Les Corbeaux (Arthur Rimbaud / Léo Ferré)

Van Gogh, outro artista maldito, deixou-nos este «Campo de trigo sobrevoado por corvos»

Contrariamente a certas análises do poema, tenho ideia que Arthur Rimbaud se refere a uma derrota (da Guerra Franco-Prussiana, de 1870) para, indiretamente, invocar a morte da Comuna de Paris e a destruição do movimento operário («La défaite sans avenir»).
Certos críticos fazem a amálgama da derrota dos exércitos de Napoleão III em Sedan, com a «derrota» pessoal, resultante da indiferença ou hostilidade, que o jovem Athur Rimbaud teria encontrado em Paris, para onde se dirigiu a pé desde Arras (Norte da França), para se encontrar com poetas simbolistas que ele admirava.
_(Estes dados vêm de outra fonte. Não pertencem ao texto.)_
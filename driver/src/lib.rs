//! # Plan Driver
//!
//! Orchestrates a three-stage automated-planning pipeline: translate a
//! problem description into an intermediate file, search it for plans and
//! validate the plans found.
//!
//! The driver provides:
//!
//! - **Ordered stage execution**: stages run one after another and a run
//!   stops early when a stage says so
//! - **Exit code relay**: the result of a run is the exit code of the last
//!   stage that actually ran
//! - **Artifact handling**: the intermediate file is removed after search
//!   unless the request keeps it
//! - **Two frontends**: a one-shot command line run and a TCP service
//!
//! ## Quick Start
//!
//! ```rust,ignore
//! use plan_driver::prelude::*;
//!
//! let config = DriverConfig::load(None)?;
//! let driver = Driver::from_config(&config, RunMode::OneShot);
//!
//! let request = PlanningRequest::run_all().with_inputs(["domain.pddl", "problem.pddl"]);
//! let code = run_once(&driver, request).await;
//! ```

#![forbid(unsafe_code)]
#![warn(
    clippy::all,
    clippy::pedantic,
    missing_docs,
    rust_2018_idioms
)]
#![allow(
    clippy::module_name_repetitions,
    clippy::must_use_candidate,
    clippy::missing_errors_doc,
    clippy::missing_panics_doc
)]

pub mod artifacts;
pub mod config;
pub mod core;
pub mod errors;
pub mod events;
pub mod frontend;
pub mod observability;
pub mod pipeline;
pub mod request;
pub mod stages;
pub mod testing;

/// Prelude module for convenient imports
pub mod prelude {
    pub use crate::artifacts::{ArtifactManager, CleanupReport, PlanManager};
    pub use crate::config::{ComponentPaths, DriverConfig, ServiceConfig, TelemetryConfig};
    pub use crate::core::{exit_codes, Component, PipelineResult, StageRecord, StageResult};
    pub use crate::errors::{ArtifactError, ConfigError, DriverError};
    pub use crate::events::{
        CollectingStatusSink, NoOpStatusSink, StatusLine, StatusSink, StdoutStatusSink,
        TracingStatusSink,
    };
    pub use crate::frontend::{run_once, ServiceFrontend, ServiceResponse};
    pub use crate::observability::init_tracing;
    pub use crate::pipeline::{Driver, DriverBuilder, PipelineController, RequestOutcome};
    pub use crate::request::{AliasRegistry, PlanningRequest};
    pub use crate::stages::{PlanValidator, RunMode, SearchEngine, StageRunner, Translator};
}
É verdade que o jovem sofreu um fiasco: os poetas mais em voga rejeitaram suas teorias de «desregramento dos sentidos», que ele preconizava como espécie de «via sacra» para obter a matéria-prima poética que iria florescer, mais tarde. Porém, ele não foi assim tão mal acolhido; devem tê-lo considerado um «garoto» que queria mostrar-se original.

            
   Detalhe de Quadro de Henry Fantin-Latour de 1872, com Verlaine e Rimbaud

Rimbaud era um jovem vagabundo, pobre. Ele esteve em contacto com jovens de classes populares, de costumes sexuais muito mais livres do que a burguesia da qual era oriundo, envolvendo-se em relações com tais filhos do povo. Ele assumiu-se como sendo um deles. Coloca-se claramente ao lado dos communards, dos operários que tomaram as armas em rebelião contra a capitulação vergonhosa dos políticos republicanos.
Mas, em 1872, a memória da Comuna de Paris de 1871 estava bem viva e, sobretudo, da «semana sangrenta», a repressão que se abateu sobre seus defensores, em Junho de 1871, com dezenas de milhares de mortes, decapitando o movimento social e político do proletariado francês. Como poderia ele publicar um poema em memória dos communards? - Impossível!
-Então, ele jogou na ambiguidade. Ele refere-se, de forma não muito explícita, aliás, à derrota do exército francês em 1870, os mortos de anteontem, mas fica implícito para alguém que conheça o contexto da época, que a derrota de ontem, a derrota «sem futuro», foi a da Comuna de Paris.
É muito original o modo como trata o exército de corvos, aqueles que anunciam/lembram o «dever»...Não lhes atribui qualificativos que tradicionalmente se atribuem aos corvos: Aves de «mau-agoiro», aves alimentando-se dos cadáveres após as batalhas, etc. Pelo contrário, os «chers corbeaux délicieux» são pintados como um exército, que progride ao longo das estradas e dos rios, dispersando-se pelos campos de França. Eles gritam, severos, enquanto esvoaçam por cima das cabeças dos peões: «soit donc le crieur du devoir» (sê pois o arauto do dever). A «nossa fúnebre ave negra», por quem estará ela de luto, a nossa ave? Penso que será pelos humildes, que foram esmagados, quer na guerra franco-prussiana, quer na repressão da Comuna de Paris, que lhe seguiu.
Ele pede, para os que ficaram presos (pour ceux qu'au fond du bois enchaîne), depois da derrota sem futuro (La défaite sans avenir), que Deus (Seigneur, é a primeira palavra do poema, portanto, trata-se de uma oração) lhes deixe as toutinegras de Maio (les fauvettes de Mai), símbolo da esperança e renovo da vida. O sentido geral é obscurecido intencionalmente, mas é possível decifrar a intenção de Rimbaud, em homenagear os caídos da Comuna. Não se pode esquecer que este poema foi escrutinado pela censura.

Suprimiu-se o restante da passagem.